Arpoador
Fotografias de Peter Lucas
Entre as longas curvas da areia que definem as praias de Copacabana e de Ipanema se encontra um afloramento de rochas chamado Arpoador. Sobre as pedras, há uma vista panorâmica da praia mais famosa do Rio de Janeiro. Tudo gira em torno de Arpoador. O clima nas rochas é por si só um acontecimento. E as cores do céu se deslocam constantemente na direção do violeta da hora do crepúsculo. Diariamente, pessoas de todas as partes da cidade vão ao Arpoador: Para surfar, jogar bola na praia, pescar sobre as rochas, meditar e contemplar o mar, e fotografar o entardecer.

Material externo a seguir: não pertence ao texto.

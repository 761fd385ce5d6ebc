//! Facade delegation tests.

use std::sync::Arc;

use crate::todo::{
    adapters::memory::InMemoryTodoStore,
    domain::{Status, UpdateTodo},
    services::{TodoService, TodoServiceError},
    tests::harness::FixedClock,
};
use rstest::{fixture, rstest};

type TestService = TodoService<InMemoryTodoStore, FixedClock>;

#[fixture]
fn service() -> TestService {
    TodoService::new(
        Arc::new(InMemoryTodoStore::new()),
        Arc::new(FixedClock::on(2016, 10, 20)),
    )
}

#[rstest]
#[tokio::test(flavor = "multi_thread")]
async fn facade_covers_the_full_lifecycle(service: TestService) {
    let created = service
        .create_task("Build an API", "2016.10.16", "not started")
        .await
        .expect("creation should succeed");
    assert_eq!(service.list_tasks().await, vec![created.clone()]);

    let fetched = service.get_task(created.id()).await.expect("todo exists");
    assert_eq!(fetched, created);

    let updated = service
        .update_task(created.id(), UpdateTodo::new().with_status("finished"))
        .await
        .expect("update should succeed");
    assert_eq!(updated.status(), &Status::Finished);
    assert_eq!(service.list_finished().await.expect("view"), vec![updated]);

    service
        .delete_task(created.id())
        .await
        .expect("deletion should succeed");
    assert!(service.list_tasks().await.is_empty());
}

#[rstest]
#[tokio::test(flavor = "multi_thread")]
async fn facade_set_status_bypasses_normalisation(service: TestService) {
    let created = service
        .create_task("Build an API", "2016-10-16", "not started")
        .await
        .expect("creation should succeed");

    let changed = service
        .set_status(created.id(), "urgent")
        .await
        .expect("status change should succeed");
    assert_eq!(changed.status().as_str(), "urgent");
}

#[rstest]
#[tokio::test(flavor = "multi_thread")]
async fn facade_time_relative_views_delegate_to_the_query_engine(service: TestService) {
    let overdue_task = service
        .create_task("late", "2016-10-01", "In progress")
        .await
        .expect("creation should succeed");

    assert_eq!(
        service.list_overdue().await.expect("overdue view"),
        vec![overdue_task.clone()]
    );
    assert_eq!(
        service
            .list_due_on("1/10/2016")
            .await
            .expect("due-on view"),
        vec![overdue_task]
    );
}

#[rstest]
#[tokio::test(flavor = "multi_thread")]
async fn facade_clear_tasks_empties_the_service(service: TestService) {
    service
        .create_task("gone soon", "2016-10-16", "Not started")
        .await
        .expect("creation should succeed");

    service.clear_tasks().await.expect("clear should succeed");
    assert!(service.list_tasks().await.is_empty());
}

#[tokio::test(flavor = "multi_thread")]
async fn facade_restore_resumes_from_surviving_store_rows() {
    let store = Arc::new(InMemoryTodoStore::new());
    let original = TodoService::new(Arc::clone(&store), Arc::new(FixedClock::on(2016, 10, 20)));
    let created = original
        .create_task("survivor", "2016-10-16", "Finished")
        .await
        .expect("creation should succeed");
    drop(original);

    let restored = TodoService::restore(store, Arc::new(FixedClock::on(2016, 10, 20)))
        .await
        .expect("restore should succeed");
    assert_eq!(restored.list_tasks().await, vec![created]);
}

#[rstest]
#[tokio::test(flavor = "multi_thread")]
async fn facade_surfaces_not_found_for_unknown_identifiers(service: TestService) {
    let created = service
        .create_task("only one", "2016-10-16", "Not started")
        .await
        .expect("creation should succeed");
    let missing = created.id().next();

    assert!(matches!(
        service.get_task(missing).await,
        Err(TodoServiceError::NotFound(id)) if id == missing
    ));
    assert!(matches!(
        service.delete_task(missing).await,
        Err(TodoServiceError::NotFound(_))
    ));
    assert!(matches!(
        service.set_status(missing, "urgent").await,
        Err(TodoServiceError::NotFound(_))
    ));
}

A maior parte destas fotografias foram tiradas aos domingos. Aos domingos, a transição entre o entardecer para o anoitecer é diferente dos outros dias no Arpoador. A passagem do tempo parece suspensa. Há uma delonga especial sobre as rochas, uma pausa de não-querer-ir-para -casa. Este sentimento de domingo parece trazer um sentimento de melancolia e a mortalidade presente em todas fotografias pessoais. Com o projeto de Arpoador, eu quis buscar este vislumbre nostálgico da luz do verão, da natureza efêmera da beleza das rochas, e do impulso de segurar as memórias que compelem as pessoas a se fotografarem.
Arpoador: Sunday Evenings in Rio de Janeiro
Between the long curves of sand that define the beaches of Copacabana and Ipanema is an outcropping of rocks called Arpoador. At the top, there is a panoramic view of the most popular beaches of Rio de Janeiro. Everything swirls around Arpoador. The weather from the rocks is always an event in itself. And the colors constantly shift towards that violet hour of twilight. Everyday, people from all parts of the city are drawn to Arpoador: to surf, to play on the beach, to fish off the rocks, to meditate and stare at the sea, and to photograph the setting sun.

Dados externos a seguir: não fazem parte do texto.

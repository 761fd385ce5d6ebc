//! Identifier types for the todo domain.

use serde::{Deserialize, Serialize};
use std::fmt;

/// Unique identifier for a todo record.
///
/// Identifiers are assigned by the registry from a monotonically
/// increasing counter and are never reused, even after deletion.
#[derive(Debug, Clone, Copy, PartialEq, Eq, PartialOrd, Ord, Hash, Serialize, Deserialize)]
#[serde(transparent)]
pub struct TodoId(i64);

impl TodoId {
    /// Creates an identifier from a raw counter or storage value.
    #[must_use]
    pub const fn from_raw(value: i64) -> Self {
        Self(value)
    }

    /// Returns the underlying numeric value.
    #[must_use]
    pub const fn value(self) -> i64 {
        self.0
    }

    /// Returns the identifier that follows this one in counter order.
    #[must_use]
    pub const fn next(self) -> Self {
        Self(self.0 + 1)
    }
}

impl fmt::Display for TodoId {
    fn fmt(&self, f: &mut fmt::Formatter<'_>) -> fmt::Result {
        write!(f, "{}", self.0)
    }
}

Most of these photographs were taken on Sundays. The transition from afternoon to evening on Sundays is different from other days at Arpoador. The passage of time seems suspended. There’s a special lingering on the rocks, a not-wanting-to-go-home kind of pause. This Sunday kind of feeling seems to bring out the melancholy and mortality inherent in all personal photography. With the Arpoador project, I wanted to trace this nostalgic shimmer of summer light, the ephemeral nature of beauty on the rocks, and the impulse to hold onto memories that compel people to photograph each other.